The students will travel to NASA Johnson Space Center’s Ellington Field in Houston to conduct their micro-gravity experiments aboard the modified Boeing 727 aircraft operated by Zero-G Corp.
Each year, undergraduate students have the opportunity to propose, build and fly a reduced-gravity experiment. The teams will conduct the experiments aboard Zero-G’s aircraft, a modified Boeing 727, which mimics micro-gravity for 25 to 30 seconds at a time by executing a series of parabolas – a steep climb followed by a rapid descent – in designated airspace over the Gulf of Mexico.
Lamar University’s opportunity to participate was the result of the hard work and commitment of the students who put many hours into researching and building their experiments, said George Irwin, assistant professor of physics and the 2011 Distinguished Faculty Lecturer at Lamar. Irwin is serving as faculty supervisor for the team.
The team’s experiment concerns the collection of water droplets and mist by electrostatic fields. In a microgravity environment such as that of the Space Shuttle or International Space Station, free floating liquid droplets pose a potential hazard for electrical equipment. Because water is essential to human space travel, a way is needed to control water droplets in reduced gravity conditions to reduce the risk, Irwin said.

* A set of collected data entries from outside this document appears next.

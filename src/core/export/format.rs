//! Export formats and format-token selection

use serde::Serialize;
use std::fmt;

/// Output encodings the exporter can deliver
#[derive(Debug, Clone, Copy, PartialEq, Eq, Hash, Serialize)]
#[serde(rename_all = "lowercase")]
pub enum ReportFormat {
    /// Comma-separated text
    Delimited,
    /// Tab-separated text with a spreadsheet content type
    Spreadsheet,
    /// Paginated PDF document
    Document,
}

impl ReportFormat {
    pub const ALL: [ReportFormat; 3] = [
        ReportFormat::Delimited,
        ReportFormat::Spreadsheet,
        ReportFormat::Document,
    ];

    /// Map a request token to a format
    ///
    /// Unknown or empty tokens select [`ReportFormat::Delimited`]; the second
    /// value tells whether the token was recognised.
    ///
    /// ```
    /// use classroll::core::export::ReportFormat;
    ///
    /// assert_eq!(ReportFormat::select("PDF"), (ReportFormat::Document, true));
    /// assert_eq!(ReportFormat::select("excel"), (ReportFormat::Spreadsheet, true));
    /// assert_eq!(ReportFormat::select("docx"), (ReportFormat::Delimited, false));
    /// ```
    pub fn select(token: &str) -> (ReportFormat, bool) {
        match token.trim().to_ascii_lowercase().as_str() {
            "delimited" | "csv" => (ReportFormat::Delimited, true),
            "spreadsheet" | "excel" | "xls" => (ReportFormat::Spreadsheet, true),
            "document" | "pdf" => (ReportFormat::Document, true),
            _ => (ReportFormat::Delimited, false),
        }
    }

    pub fn as_str(&self) -> &'static str {
        match self {
            ReportFormat::Delimited => "delimited",
            ReportFormat::Spreadsheet => "spreadsheet",
            ReportFormat::Document => "document",
        }
    }

    pub fn content_type(&self) -> &'static str {
        match self {
            ReportFormat::Delimited => "text/csv; charset=utf-8",
            ReportFormat::Spreadsheet => "application/vnd.ms-excel; charset=utf-8",
            ReportFormat::Document => "application/pdf",
        }
    }

    pub fn extension(&self) -> &'static str {
        match self {
            ReportFormat::Delimited => "csv",
            ReportFormat::Spreadsheet => "xls",
            ReportFormat::Document => "pdf",
        }
    }
}

impl fmt::Display for ReportFormat {
    fn fmt(&self, f: &mut fmt::Formatter<'_>) -> fmt::Result {
        f.write_str(self.as_str())
    }
}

Water is highly polar by nature, and highly influenced by electrostatic field gradients. A water drop falling near an electrostatic field under Earth’s gravity is drawn toward the field as it falls. The team proposed an experiment to demonstrate that an electrostatic field could be used to manipulate and move water droplets to desired locations under microgravity. If successful, the technology could be used to create a water collection system onboard future spacecraft, Irwin said.
The experimental device the team is building for flight aboard NASA’s reduced gravity aircraft this summer is comprised of two sealed containers on either side of a van de Graaf electrostatic generator. The van de Graaf generator can safely create relatively high voltages at low current. One side will dispense varying sizes of water droplets during the periods of microgravity and the other side will dispense sprays of mist. Cameras will record the droplets and mist behavior in the electrostatic field.

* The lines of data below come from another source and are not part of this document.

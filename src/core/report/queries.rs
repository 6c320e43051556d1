//! Query catalog
//!
//! Every statement the reporting engine runs, one constructor per query.
//! Each statement touches exactly one store; cross-store joins happen in
//! [`crate::core::normalize::left_join`]. Numeric columns are cast to
//! `float8` so the driver can map them without a decimal type.

use crate::adapters::source::{Query, QueryParam};
use crate::domain::{ClassId, StudentId, Store, TeacherId};
use chrono::NaiveDate;

pub const TEACHER_ACCOUNT: &str = "teacher_account";
pub const STUDENTS_BY_IDS: &str = "students_by_ids";
pub const TEACHER_CLASSES: &str = "teacher_classes";
pub const CLASS_ROSTER: &str = "class_roster";
pub const ROSTER_WITH_MARKS: &str = "roster_with_marks";
pub const ATTENDANCE_RANGE: &str = "attendance_range";
pub const DAY_STATUSES: &str = "day_statuses";
pub const GRADES_RANGE: &str = "grades_range";
pub const ASSIGNMENT_SUBMISSIONS: &str = "assignment_submissions";

fn class_param(class_id: Option<&ClassId>) -> QueryParam {
    QueryParam::OptText(class_id.map(|c| c.as_str().to_string()))
}

/// Login account for a teacher id
pub fn teacher_account(teacher_id: &TeacherId) -> Query {
    Query::new(
        TEACHER_ACCOUNT,
        Store::Login,
        "SELECT user_id::text AS user_id, username, role, status \
         FROM users WHERE user_id::text = $1",
    )
    .bind(QueryParam::Text(teacher_id.as_str().to_string()))
}

/// Registrar identity rows for the given students, ordered by name
pub fn students_by_ids(ids: &[StudentId]) -> Query {
    Query::new(
        STUDENTS_BY_IDS,
        Store::Registrar,
        "SELECT * FROM students \
         WHERE student_id::text = ANY($1::text[]) \
         ORDER BY last_name, first_name, student_id",
    )
    .bind(QueryParam::TextList(
        ids.iter().map(|id| id.as_str().to_string()).collect(),
    ))
}

/// Classes owned by a teacher, optionally a single one
pub fn teacher_classes(teacher_id: &TeacherId, class_id: Option<&ClassId>) -> Query {
    Query::new(
        TEACHER_CLASSES,
        Store::Teacher,
        "SELECT class_id::text AS class_id, subject, grade_level, section, schedule, room, \
                teacher_id::text AS teacher_id \
         FROM classes \
         WHERE teacher_id::text = $1 AND ($2::text IS NULL OR class_id::text = $2) \
         ORDER BY subject, grade_level, section, class_id",
    )
    .bind(QueryParam::Text(teacher_id.as_str().to_string()))
    .bind(class_param(class_id))
}

/// Enrollments in a teacher's classes, with class metadata
pub fn class_roster(teacher_id: &TeacherId, class_id: Option<&ClassId>) -> Query {
    Query::new(
        CLASS_ROSTER,
        Store::Teacher,
        "SELECT e.student_id::text AS student_id, c.class_id::text AS class_id, c.subject, \
                c.grade_level AS class_grade_level, c.section AS class_section, \
                c.schedule, c.room, e.status AS enrollment_status \
         FROM enrollments e \
         JOIN classes c ON c.class_id = e.class_id \
         WHERE c.teacher_id::text = $1 AND ($2::text IS NULL OR c.class_id::text = $2) \
           AND e.status = 'active' \
         ORDER BY c.subject, c.section, e.student_id",
    )
    .bind(QueryParam::Text(teacher_id.as_str().to_string()))
    .bind(class_param(class_id))
}

/// Roster left-joined to the marks and grade averages for one date
///
/// A student enrolled in a class yields one row per matching mark, or one
/// row with null mark columns when none was recorded.
pub fn roster_with_marks(
    teacher_id: &TeacherId,
    class_id: Option<&ClassId>,
    date: NaiveDate,
) -> Query {
    Query::new(
        ROSTER_WITH_MARKS,
        Store::Teacher,
        "SELECT e.student_id::text AS student_id, c.class_id::text AS class_id, c.subject, \
                c.grade_level AS class_grade_level, c.section AS class_section, \
                c.schedule, c.room, e.status AS enrollment_status, \
                a.status AS attendance_status, a.notes AS attendance_notes, \
                g.grade_percentage \
         FROM enrollments e \
         JOIN classes c ON c.class_id = e.class_id \
         LEFT JOIN attendance a ON a.student_id = e.student_id AND a.class_id = e.class_id \
              AND a.attendance_date = $3 \
         LEFT JOIN ( \
              SELECT student_id, class_id, \
                     (AVG(score::float8 / NULLIF(max_score::float8, 0)) * 100)::float8 AS grade_percentage \
              FROM grades GROUP BY student_id, class_id \
         ) g ON g.student_id = e.student_id AND g.class_id = e.class_id \
         WHERE c.teacher_id::text = $1 AND ($2::text IS NULL OR c.class_id::text = $2) \
           AND e.status = 'active' \
         ORDER BY e.student_id, c.subject, c.section",
    )
    .bind(QueryParam::Text(teacher_id.as_str().to_string()))
    .bind(class_param(class_id))
    .bind(QueryParam::Date(date))
}

/// Attendance marks in a date range for a teacher's classes
pub fn attendance_range(
    teacher_id: &TeacherId,
    class_id: Option<&ClassId>,
    start: NaiveDate,
    end: NaiveDate,
) -> Query {
    Query::new(
        ATTENDANCE_RANGE,
        Store::Teacher,
        "SELECT a.student_id::text AS student_id, a.class_id::text AS class_id, \
                a.attendance_date, a.status, a.notes, \
                a.recorded_by::text AS recorded_by, a.recorded_at \
         FROM attendance a \
         JOIN classes c ON c.class_id = a.class_id \
         WHERE c.teacher_id::text = $1 AND ($2::text IS NULL OR a.class_id::text = $2) \
           AND a.attendance_date BETWEEN $3 AND $4 \
         ORDER BY a.attendance_date, c.subject, c.section, a.student_id",
    )
    .bind(QueryParam::Text(teacher_id.as_str().to_string()))
    .bind(class_param(class_id))
    .bind(QueryParam::Date(start))
    .bind(QueryParam::Date(end))
}

/// Mark statuses recorded on one day, scoped to a teacher and optional subject
pub fn day_statuses(teacher_id: &TeacherId, subject: Option<&str>, date: NaiveDate) -> Query {
    Query::new(
        DAY_STATUSES,
        Store::Teacher,
        "SELECT a.status \
         FROM attendance a \
         JOIN classes c ON c.class_id = a.class_id \
         WHERE c.teacher_id::text = $1 AND ($2::text IS NULL OR c.subject = $2) \
           AND a.attendance_date = $3",
    )
    .bind(QueryParam::Text(teacher_id.as_str().to_string()))
    .bind(QueryParam::OptText(subject.map(str::to_string)))
    .bind(QueryParam::Date(date))
}

/// Grade entries recorded in a date range for a teacher's classes
pub fn grades_range(
    teacher_id: &TeacherId,
    class_id: Option<&ClassId>,
    start: NaiveDate,
    end: NaiveDate,
) -> Query {
    Query::new(
        GRADES_RANGE,
        Store::Teacher,
        "SELECT g.student_id::text AS student_id, g.class_id::text AS class_id, \
                g.assessment, g.grading_period, g.score::float8 AS score, \
                g.max_score::float8 AS max_score, g.notes, g.recorded_by::text AS recorded_by \
         FROM grades g \
         JOIN classes c ON c.class_id = g.class_id \
         WHERE c.teacher_id::text = $1 AND ($2::text IS NULL OR g.class_id::text = $2) \
           AND g.recorded_on BETWEEN $3 AND $4 \
         ORDER BY c.subject, c.section, g.student_id, g.grading_period, g.assessment",
    )
    .bind(QueryParam::Text(teacher_id.as_str().to_string()))
    .bind(class_param(class_id))
    .bind(QueryParam::Date(start))
    .bind(QueryParam::Date(end))
}

/// Assignments due in a date range, left-joined to their submissions
pub fn assignment_submissions(
    teacher_id: &TeacherId,
    class_id: Option<&ClassId>,
    start: NaiveDate,
    end: NaiveDate,
) -> Query {
    Query::new(
        ASSIGNMENT_SUBMISSIONS,
        Store::Teacher,
        "SELECT a.assignment_id::text AS assignment_id, a.title, a.class_id::text AS class_id, \
                a.due_date, s.student_id::text AS student_id, s.status, s.submitted_at, \
                s.score::float8 AS score \
         FROM assignments a \
         JOIN classes c ON c.class_id = a.class_id \
         LEFT JOIN submissions s ON s.assignment_id = a.assignment_id \
         WHERE c.teacher_id::text = $1 AND ($2::text IS NULL OR a.class_id::text = $2) \
           AND a.due_date BETWEEN $3 AND $4 \
         ORDER BY a.due_date, a.assignment_id, s.student_id",
    )
    .bind(QueryParam::Text(teacher_id.as_str().to_string()))
    .bind(class_param(class_id))
    .bind(QueryParam::Date(start))
    .bind(QueryParam::Date(end))
}

#[cfg(test)]
mod tests {
    use super::*;

    #[test]
    fn test_queries_target_the_owning_store() {
        let teacher = TeacherId::new("T1").unwrap();
        let day = NaiveDate::from_ymd_opt(2025, 1, 6).unwrap();

        assert_eq!(teacher_account(&teacher).store, Store::Login);
        assert_eq!(students_by_ids(&[]).store, Store::Registrar);
        assert_eq!(roster_with_marks(&teacher, None, day).store, Store::Teacher);
        assert_eq!(
            attendance_range(&teacher, None, day, day).store,
            Store::Teacher
        );
    }

    #[test]
    fn test_grade_average_divides_as_float() {
        let teacher = TeacherId::new("T1").unwrap();
        let day = NaiveDate::from_ymd_opt(2025, 1, 6).unwrap();
        let sql = roster_with_marks(&teacher, None, day).sql;
        // Integer columns would truncate each ratio to 0 or 1
        assert!(sql.contains("AVG(score::float8 / NULLIF(max_score::float8, 0))"));
    }

    #[test]
    fn test_class_filter_binds_null_for_all() {
        let teacher = TeacherId::new("T1").unwrap();
        let all = teacher_classes(&teacher, None);
        assert_eq!(all.params[1], QueryParam::OptText(None));

        let class = ClassId::new("C7").unwrap();
        let one = teacher_classes(&teacher, Some(&class));
        assert_eq!(one.params[1], QueryParam::OptText(Some("C7".to_string())));
    }

    #[test]
    fn test_placeholders_match_bound_params() {
        let teacher = TeacherId::new("T1").unwrap();
        let day = NaiveDate::from_ymd_opt(2025, 1, 6).unwrap();
        let queries = [
            teacher_account(&teacher),
            students_by_ids(&[StudentId::new("S1").unwrap()]),
            teacher_classes(&teacher, None),
            class_roster(&teacher, None),
            roster_with_marks(&teacher, None, day),
            attendance_range(&teacher, None, day, day),
            day_statuses(&teacher, Some("Math"), day),
            grades_range(&teacher, None, day, day),
            assignment_submissions(&teacher, None, day, day),
        ];
        for query in queries {
            let highest = (1..=9)
                .rev()
                .find(|n| query.sql.contains(&format!("${n}")))
                .unwrap_or(0);
            assert_eq!(highest, query.params.len(), "query {}", query.name);
        }
    }
}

“We believe the electric field will polarize the droplets, which will then be attracted via the field gradient to the high voltage electrode,” Irwin said.
One additional challenge is that a van de Graaf generator loses effectiveness if it becomes damp, so a thin membrane must shield it, Irwin said.
Jim Jordan, chair of the Department of Earth and Space Sciences echoes Irwin’s enthusiasm for the team. “When I brag about our students at NASA, I say they have a calculus book in one hand and a wrench in the other. That’s the way I like to think about our students. They are hard working and they come from a background that has a strong work ethic,” Jordan said.
All the team members were instrumental in developing the experiment proposal, a lengthy and detailed analysis required by NASA, as well as in building the experiment itself and the safety cage that will contain it when it is on the aircraft.
Students participating in the program are team leader McGarrity Stanley, a physics major from Groves; Emily McMillon, a chemical engineering major from Lumberton; Aleiya Samad, a chemical engineering major and Erin Clarke, a management information systems major, both from Nederland; Nicholas Allen, a chemical engineering major from Orange; and Gabriel Gross, a geology major from Vidor.